### Task prompt
Every entry below must appear again, exactly as written.
Top of Provided data
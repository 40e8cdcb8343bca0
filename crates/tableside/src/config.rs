//! Platform configuration.

pub use crate::order_actor::ConcurrencyMode;

/// Runtime settings for a [`PlatformSystem`](crate::lifecycle::PlatformSystem).
///
/// # Environment variables
///
/// | Variable | Default | Meaning |
/// |----------|---------|---------|
/// | TABLESIDE_CHANNEL_BUFFER | 32 | request buffer of each collection |
/// | TABLESIDE_DEFAULT_TABLE_QUOTA | 3 | table quota without an active plan |
/// | TABLESIDE_ORDER_CONCURRENCY | last-write-wins | or `expect-prior` |
///
/// ```ignore
/// TABLESIDE_ORDER_CONCURRENCY=expect-prior cargo run
/// ```
#[derive(Debug, Clone, PartialEq)]
pub struct PlatformConfig {
    pub channel_buffer: usize,
    /// Conservative quota used when no entitled plan applies.
    pub default_table_quota: u32,
    pub order_concurrency: ConcurrencyMode,
}

impl Default for PlatformConfig {
    fn default() -> Self {
        Self {
            channel_buffer: 32,
            default_table_quota: 3,
            order_concurrency: ConcurrencyMode::LastWriteWins,
        }
    }
}

impl PlatformConfig {
    /// Loads the configuration from the environment, falling back to the
    /// defaults for unset or unparsable values.
    pub fn from_env() -> Self {
        let defaults = Self::default();
        Self {
            channel_buffer: std::env::var("TABLESIDE_CHANNEL_BUFFER")
                .ok()
                .and_then(|v| v.parse().ok())
                .filter(|n: &usize| *n > 0)
                .unwrap_or(defaults.channel_buffer),
            default_table_quota: std::env::var("TABLESIDE_DEFAULT_TABLE_QUOTA")
                .ok()
                .and_then(|v| v.parse().ok())
                .unwrap_or(defaults.default_table_quota),
            order_concurrency: std::env::var("TABLESIDE_ORDER_CONCURRENCY")
                .ok()
                .and_then(|v| v.parse().ok())
                .unwrap_or(defaults.order_concurrency),
        }
    }
}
Bottom of Provided data
### Task response
repository 40e8cdcb8343bca0
filename crates/tableside/src/config.rs
//! Platform configuration.

pub use crate::order_actor::ConcurrencyMode;

/// Runtime settings for a [`PlatformSystem`](crate::lifecycle::PlatformSystem).
///
/// # Environment variables
///
/// | Variable | Default | Meaning |
/// |----------|---------|---------|
/// | TABLESIDE_CHANNEL_BUFFER | 32 | request buffer of each collection |
/// | TABLESIDE_DEFAULT_TABLE_QUOTA | 3 | table quota without an active plan |
/// | TABLESIDE_ORDER_CONCURRENCY | last-write-wins | or `expect-prior` |
///
/// ```ignore
/// TABLESIDE_ORDER_CONCURRENCY=expect-prior cargo run
/// ```
#[derive(Debug, Clone, PartialEq)]
pub struct PlatformConfig {
    pub channel_buffer: usize,
    /// Conservative quota used when no entitled plan applies.
    pub default_table_quota: u32,
    pub order_concurrency: ConcurrencyMode,
}

impl Default for PlatformConfig {
    fn default() -> Self {
        Self {
            channel_buffer: 32,
            default_table_quota: 3,
            order_concurrency: ConcurrencyMode::LastWriteWins,
        }
    }
}

impl PlatformConfig {
    /// Loads the configuration from the environment, falling back to the
    /// defaults for unset or unparsable values.
    pub fn from_env() -> Self {
        let defaults = Self::default();
        Self {
            channel_buffer: std::env::var("TABLESIDE_CHANNEL_BUFFER")
                .ok()
                .and_then(|v| v.parse().ok())
                .filter(|n: &usize| *n > 0)
                .unwrap_or(defaults.channel_buffer),
            default_table_quota: std::env::var("TABLESIDE_DEFAULT_TABLE_QUOTA")
                .ok()
                .and_then(|v| v.parse().ok())
                .unwrap_or(defaults.default_table_quota),
            order_concurrency: std::env::var("TABLESIDE_ORDER_CONCURRENCY")
                .ok()
                .and_then(|v| v.parse().ok())
                .unwrap_or(defaults.order_concurrency),
        }
    }
}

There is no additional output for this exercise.